_What is required_. Reproduce the lines below exactly, starting at the one containing "let q_energy = cfg.beam_energy" and stopping at the final line.
Data for review: Begin
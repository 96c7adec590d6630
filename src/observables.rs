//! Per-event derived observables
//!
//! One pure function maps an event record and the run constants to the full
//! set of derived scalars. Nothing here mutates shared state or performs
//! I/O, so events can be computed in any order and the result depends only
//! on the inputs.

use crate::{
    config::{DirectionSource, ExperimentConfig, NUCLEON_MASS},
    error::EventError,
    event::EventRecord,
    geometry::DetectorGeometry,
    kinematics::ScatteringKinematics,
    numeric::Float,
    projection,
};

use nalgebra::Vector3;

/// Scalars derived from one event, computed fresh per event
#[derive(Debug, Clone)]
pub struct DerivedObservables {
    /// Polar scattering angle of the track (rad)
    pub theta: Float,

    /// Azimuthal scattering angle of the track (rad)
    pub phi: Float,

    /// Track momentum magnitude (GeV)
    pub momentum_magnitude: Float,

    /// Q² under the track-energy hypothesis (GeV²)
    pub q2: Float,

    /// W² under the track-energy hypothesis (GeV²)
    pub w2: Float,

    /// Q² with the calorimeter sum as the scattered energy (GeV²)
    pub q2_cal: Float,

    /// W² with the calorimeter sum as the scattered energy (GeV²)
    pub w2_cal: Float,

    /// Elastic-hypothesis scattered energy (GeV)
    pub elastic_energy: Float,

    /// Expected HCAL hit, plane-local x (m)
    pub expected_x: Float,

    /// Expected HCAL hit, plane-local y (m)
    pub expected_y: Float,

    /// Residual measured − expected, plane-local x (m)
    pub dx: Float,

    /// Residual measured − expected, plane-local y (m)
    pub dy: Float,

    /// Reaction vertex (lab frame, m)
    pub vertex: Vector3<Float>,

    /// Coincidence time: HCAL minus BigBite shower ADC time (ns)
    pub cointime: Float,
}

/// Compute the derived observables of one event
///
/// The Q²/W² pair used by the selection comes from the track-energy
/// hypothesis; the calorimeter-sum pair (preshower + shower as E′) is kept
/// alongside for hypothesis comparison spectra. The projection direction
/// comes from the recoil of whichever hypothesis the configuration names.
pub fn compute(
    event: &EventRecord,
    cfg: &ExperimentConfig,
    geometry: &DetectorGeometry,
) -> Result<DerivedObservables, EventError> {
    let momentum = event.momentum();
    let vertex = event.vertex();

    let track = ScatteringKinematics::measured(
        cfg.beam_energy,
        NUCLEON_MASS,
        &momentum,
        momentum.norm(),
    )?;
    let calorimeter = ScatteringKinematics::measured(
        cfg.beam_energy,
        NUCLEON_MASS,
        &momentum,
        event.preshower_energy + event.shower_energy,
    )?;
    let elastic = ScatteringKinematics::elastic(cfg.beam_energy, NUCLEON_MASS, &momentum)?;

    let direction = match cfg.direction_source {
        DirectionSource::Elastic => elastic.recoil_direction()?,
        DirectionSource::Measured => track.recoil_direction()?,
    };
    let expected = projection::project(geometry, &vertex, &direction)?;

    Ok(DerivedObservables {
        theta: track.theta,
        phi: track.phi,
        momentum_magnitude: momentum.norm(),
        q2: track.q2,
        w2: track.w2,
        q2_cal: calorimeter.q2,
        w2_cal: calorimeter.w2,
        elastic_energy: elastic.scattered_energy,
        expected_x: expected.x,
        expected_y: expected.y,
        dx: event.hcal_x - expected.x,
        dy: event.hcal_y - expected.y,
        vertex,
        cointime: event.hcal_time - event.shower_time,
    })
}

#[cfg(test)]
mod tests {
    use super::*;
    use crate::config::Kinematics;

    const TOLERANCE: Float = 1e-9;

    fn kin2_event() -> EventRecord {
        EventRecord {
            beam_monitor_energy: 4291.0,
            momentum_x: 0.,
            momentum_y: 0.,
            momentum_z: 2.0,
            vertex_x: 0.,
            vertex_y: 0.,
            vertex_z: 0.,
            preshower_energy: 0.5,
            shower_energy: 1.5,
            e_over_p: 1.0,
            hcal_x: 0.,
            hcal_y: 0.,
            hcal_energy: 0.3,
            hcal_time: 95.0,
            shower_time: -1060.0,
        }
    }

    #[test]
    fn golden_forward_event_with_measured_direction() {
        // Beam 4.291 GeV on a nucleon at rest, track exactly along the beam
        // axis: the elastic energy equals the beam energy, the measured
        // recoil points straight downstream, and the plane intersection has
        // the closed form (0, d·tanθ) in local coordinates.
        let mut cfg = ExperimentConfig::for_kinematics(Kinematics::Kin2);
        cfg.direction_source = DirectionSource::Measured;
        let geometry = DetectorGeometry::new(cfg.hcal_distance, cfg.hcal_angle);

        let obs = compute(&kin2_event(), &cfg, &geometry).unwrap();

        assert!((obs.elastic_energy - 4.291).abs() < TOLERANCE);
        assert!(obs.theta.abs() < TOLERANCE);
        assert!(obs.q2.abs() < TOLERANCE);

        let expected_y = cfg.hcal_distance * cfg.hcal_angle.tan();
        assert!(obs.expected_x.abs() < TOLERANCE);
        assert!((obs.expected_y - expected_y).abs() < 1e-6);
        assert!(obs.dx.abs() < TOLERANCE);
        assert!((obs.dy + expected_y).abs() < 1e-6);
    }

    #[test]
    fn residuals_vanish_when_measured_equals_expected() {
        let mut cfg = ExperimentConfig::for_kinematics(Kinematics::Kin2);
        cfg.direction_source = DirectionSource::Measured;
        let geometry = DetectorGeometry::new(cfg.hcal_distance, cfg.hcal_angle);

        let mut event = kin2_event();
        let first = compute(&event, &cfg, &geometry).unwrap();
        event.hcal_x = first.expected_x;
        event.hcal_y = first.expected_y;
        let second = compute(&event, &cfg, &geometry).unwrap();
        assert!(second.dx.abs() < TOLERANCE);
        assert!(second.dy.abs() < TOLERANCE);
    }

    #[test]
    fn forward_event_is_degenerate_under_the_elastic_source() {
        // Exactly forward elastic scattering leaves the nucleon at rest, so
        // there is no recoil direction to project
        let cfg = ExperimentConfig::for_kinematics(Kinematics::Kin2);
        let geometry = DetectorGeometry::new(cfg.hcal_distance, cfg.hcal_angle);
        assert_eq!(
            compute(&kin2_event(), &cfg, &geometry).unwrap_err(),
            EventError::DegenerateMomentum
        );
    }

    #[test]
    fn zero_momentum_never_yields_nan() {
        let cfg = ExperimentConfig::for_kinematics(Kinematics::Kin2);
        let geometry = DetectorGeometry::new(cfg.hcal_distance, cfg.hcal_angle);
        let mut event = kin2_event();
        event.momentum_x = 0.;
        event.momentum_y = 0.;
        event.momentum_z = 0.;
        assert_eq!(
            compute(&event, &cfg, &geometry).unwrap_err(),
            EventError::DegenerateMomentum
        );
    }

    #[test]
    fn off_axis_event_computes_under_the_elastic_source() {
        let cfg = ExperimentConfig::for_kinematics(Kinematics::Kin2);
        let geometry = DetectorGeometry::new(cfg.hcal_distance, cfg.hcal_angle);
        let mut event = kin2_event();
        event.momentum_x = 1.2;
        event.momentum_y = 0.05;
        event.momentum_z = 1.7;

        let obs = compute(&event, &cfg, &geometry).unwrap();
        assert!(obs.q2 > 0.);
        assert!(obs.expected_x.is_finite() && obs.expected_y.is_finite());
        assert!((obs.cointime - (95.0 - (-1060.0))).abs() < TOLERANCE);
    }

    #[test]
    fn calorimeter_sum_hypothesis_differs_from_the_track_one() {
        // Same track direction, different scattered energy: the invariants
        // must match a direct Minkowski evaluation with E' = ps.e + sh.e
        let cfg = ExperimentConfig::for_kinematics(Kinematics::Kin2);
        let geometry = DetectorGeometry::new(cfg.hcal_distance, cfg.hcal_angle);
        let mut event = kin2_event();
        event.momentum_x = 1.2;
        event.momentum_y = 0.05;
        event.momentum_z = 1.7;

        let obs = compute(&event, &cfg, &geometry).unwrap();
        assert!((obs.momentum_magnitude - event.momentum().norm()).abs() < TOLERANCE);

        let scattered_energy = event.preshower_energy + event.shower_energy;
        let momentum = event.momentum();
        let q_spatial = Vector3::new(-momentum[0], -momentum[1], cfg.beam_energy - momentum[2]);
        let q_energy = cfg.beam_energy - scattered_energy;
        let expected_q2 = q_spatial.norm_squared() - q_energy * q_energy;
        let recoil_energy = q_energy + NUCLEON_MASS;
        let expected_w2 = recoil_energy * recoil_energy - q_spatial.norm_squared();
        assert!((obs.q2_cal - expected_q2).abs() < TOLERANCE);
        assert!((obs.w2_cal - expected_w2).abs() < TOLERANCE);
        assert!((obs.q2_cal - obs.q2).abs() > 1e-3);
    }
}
Data for review: End
_Response_.
        let q_energy = cfg.beam_energy - scattered_energy;
        let expected_q2 = q_spatial.norm_squared() - q_energy * q_energy;
        let recoil_energy = q_energy + NUCLEON_MASS;
        let expected_w2 = recoil_energy * recoil_energy - q_spatial.norm_squared();
        assert!((obs.q2_cal - expected_q2).abs() < TOLERANCE);
        assert!((obs.w2_cal - expected_w2).abs() < TOLERANCE);
        assert!((obs.q2_cal - obs.q2).abs() > 1e-3);
    }
}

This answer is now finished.